Brusciano, Orazio è in corsia: gira un video e ringrazia i bruscianesi

Anita Capasso

E' fuori pericolo, ma serve altro sangue. Sabato donate all'Avis in piazza XI Settembre. Gira un video e ringrazia i bruscianesi.

BRUSCIANO. Orazio non è più in prognosi riservata. Il ragazzo 17enne,  accoltellato all’angolo, tra via Marconi e piazza XI Settembre, è vigile e presente. Non appena ha recuperato le forze,  la prima cosa che ha fatto ha registrato un video:” Ringrazio il sindaco e saluto tutte le persone di  Brusciano, vi amo”.  Poi la commozione ha preso il sopravvento e chi stava registrando il video lo ha staccato. E’ grande la felicità in tutto il circondario. A Mariglianella di dove il papà Rosario Caliendo è originario e in tutto l’agro nolano. E non solo. 
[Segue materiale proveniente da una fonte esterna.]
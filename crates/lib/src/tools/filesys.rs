use std::fs;
use std::path::Path;

use anyhow::Context;
use serde_json::json;
use tracing::info;

use crate::configuration::Configuration;
use crate::script::{Script, ScriptError, ScriptTool};
use crate::target::{FileTarget, Source};
use crate::tool::{AsTool, CloneTool, Tool};

/// Copies and writes files as incremental build steps.
///
/// Attributes:
/// - `create_parent_dirs` (bool, default true): create missing directories
///   above a target before writing it.
pub struct FileSysTool {
  tool: Tool,
  configuration: Configuration,
}

impl FileSysTool {
  pub fn new(configuration: Configuration) -> Self {
    let tool = Tool::build(|c| {
      c.declare("create_parent_dirs", true);
    });
    FileSysTool { tool, configuration }
  }

  /// Copy `source` to `target` once the source is available.
  pub fn copy(&self, cx: &Script, source: impl Into<Source>, target: &str) -> Result<FileTarget, ScriptError> {
    let source = source.into();
    let create_dirs = self.tool.bool_attr("create_parent_dirs")?;
    let from = self.configuration.abspath(source.path());
    let to = self.configuration.abspath(target);

    let func = move || -> anyhow::Result<()> {
      prepare_parent(&to, create_dirs)?;
      info!(from = %from.display(), to = %to.display(), "copying file");
      fs::copy(&from, &to).with_context(|| format!("failed to copy {} to {}", from.display(), to.display()))?;
      Ok(())
    };

    let args = json!({ "action": "copy", "create_parent_dirs": create_dirs });
    let output = ScriptTool::new(self.configuration.clone()).run(
      cx,
      func,
      args,
      Some(vec![target.to_string()]),
      std::slice::from_ref(&source),
    )?;
    Ok(first_target(output.into_targets(), target))
  }

  /// Write `contents` to `target`. Changing the contents rebuilds the target.
  pub fn write(&self, cx: &Script, target: &str, contents: impl Into<String>) -> Result<FileTarget, ScriptError> {
    let contents = contents.into();
    let create_dirs = self.tool.bool_attr("create_parent_dirs")?;
    let to = self.configuration.abspath(target);

    let args = json!({ "action": "write", "contents": contents, "create_parent_dirs": create_dirs });
    let func = move || -> anyhow::Result<()> {
      prepare_parent(&to, create_dirs)?;
      info!(to = %to.display(), bytes = contents.len(), "writing file");
      fs::write(&to, contents.as_bytes()).with_context(|| format!("failed to write {}", to.display()))?;
      Ok(())
    };

    let output = ScriptTool::new(self.configuration.clone()).run(cx, func, args, Some(vec![target.to_string()]), &[])?;
    Ok(first_target(output.into_targets(), target))
  }
}

fn prepare_parent(path: &Path, create: bool) -> anyhow::Result<()> {
  if let Some(parent) = path.parent().filter(|_| create) {
    fs::create_dir_all(parent).with_context(|| format!("failed to create {}", parent.display()))?;
  }
  Ok(())
}

pub(super) fn first_target(targets: Vec<FileTarget>, path: &str) -> FileTarget {
  targets
    .into_iter()
    .next()
    .unwrap_or_else(|| FileTarget::existing(path))
}

impl AsTool for FileSysTool {
  fn tool(&self) -> &Tool {
    &self.tool
  }

  fn tool_mut(&mut self) -> &mut Tool {
    &mut self.tool
  }
}

impl CloneTool for FileSysTool {
  fn construct_default(&self) -> Self {
    FileSysTool::new(self.configuration.clone())
  }
}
L’aggressione di cui è stato vittima ha scosso tutti per la ferocia e l’esaltazione del male mandato in  diretta TIK TOK:” Totore abbiamo abbuffato di coltellate quelli di Brusciano”. Orazio è stato ed è nei pensieri di tutti noi.  In tanti si stanno recando al Loreto Mare per donargli il sangue. Il sindaco Giacomo Romano non appena ha saputo della bella notizia ha comunicato via social il suo affetto:” Miei cari Bruscianesi, grazie per la grande sensibilità e per l’ affetto che state dimostrando nei confronti di Orazio. Il nostro giovane concittadino mi ha dedicato un breve video per ringraziarmi, ma sono io a farlo per l'esempio di coraggio che sta donando a tutta la comunità”.
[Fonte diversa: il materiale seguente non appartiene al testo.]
//! Error types for script resolution and execution.

use std::path::PathBuf;

use thiserror::Error;

use crate::depinfo::DepInfoError;
use crate::engine::TaskError;
use crate::tool::ToolError;
use crate::tools::CompilerError;
use crate::variant::Keywords;

/// Errors that can occur while resolving, scheduling or running scripts.
#[derive(Debug, Error)]
pub enum ScriptError {
  /// A script reference was not a usable path.
  #[error("invalid script path '{0}': expected a non-empty path")]
  InvalidScriptPath(String),

  /// No script exists at the path.
  #[error("script not found: {0}")]
  ScriptNotFound(PathBuf),

  /// No config script was found searching upward from a script's directory.
  #[error("no configuration '{name}' found above {start}")]
  ConfigurationNotFound { name: String, start: PathBuf },

  /// A config script asked for its own configuration while running.
  #[error("configuration {0} was requested by its own config script")]
  RecursiveConfiguration(PathBuf),

  /// No variant of the configuration matches the requested keywords.
  #[error("no variant matches {}", format_keywords(.keywords))]
  VariantNotFound { keywords: Keywords },

  /// More than one variant matches the requested keywords.
  #[error("{count} variants match {}", format_keywords(.keywords))]
  AmbiguousVariant { keywords: Keywords, count: usize },

  /// The script body failed.
  #[error("script {path} failed: {source}")]
  Execution {
    path: PathBuf,
    #[source]
    source: Box<dyn std::error::Error + Send + Sync>,
  },

  /// A script finished without publishing the requested result.
  #[error("script {script} has no result '{name}'")]
  ResultNotFound { script: PathBuf, name: String },

  /// Build arguments could not be turned into a comparable description.
  #[error("invalid build arguments: {0}")]
  Args(#[source] serde_json::Error),

  #[error(transparent)]
  DependencyInfo(#[from] DepInfoError),

  #[error(transparent)]
  Task(#[from] TaskError),

  #[error(transparent)]
  Tool(#[from] ToolError),

  #[error(transparent)]
  Compiler(#[from] CompilerError),

  #[error("io error at {path}: {source}")]
  Io {
    path: PathBuf,
    #[source]
    source: std::io::Error,
  },

  /// The engine was dropped while scripts still referenced it.
  #[error("engine has shut down")]
  EngineShutDown,
}

fn format_keywords(keywords: &Keywords) -> String {
  if keywords.is_empty() {
    return "{}".to_string();
  }
  let pairs: Vec<String> = keywords.iter().map(|(k, v)| format!("{}={}", k, v)).collect();
  format!("{{{}}}", pairs.join(", "))
}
Il primo cittadino annuncia anche che su quella stessa  piazza dove Orazio ha perso tanto sangue, per sabato si sta  organizzando una raccolta sangue con l’ Avis, convenzionata con l‘ospedale del Mare, per consentire a chi non può spostarsi di contribuire con la propria donazione”.  L’intento è di dare un forte segnale antiviolenza: la piazza da luogo di aggressione a luogo di rinascita. Orazio sarà il simbolo della Rinascita…nessun ragazzo deve mai trovarsi quasi in fin di vita per una gioventù che emula gomorra.

L’accoltellatore ha appena 16 anni: si spera che possa seguire un percorso di recupero e abbandonare la via della violenza. Don Bosco diceva che nessun giovane è cattivo se ha attorno a sé persone che educano al bene e che gli garantiscono benessere sociale. L’assessore Monica Cito :”Il degrado morale che sta investendo questa generazione è doloroso: la violenza assurda e gratuita, l’assopimento delle coscienze. E’ una sconfitta per l’intera società”.

 Adesso l’amministrazione comunale e l’assessorato al ramo mirano a tenere aperte le scuole con appositi laboratori anche di pomeriggio. Le scuole sono presidi di legalità. Si punta a recuperare l’auditorium. Ma si chiede anche al prefetto Claudio  Palomba di inviare più uomini per dare un forte segnale di legalità all’antistato che si nutre di giovani ragazzi circuendoli nei suoi tentacoli.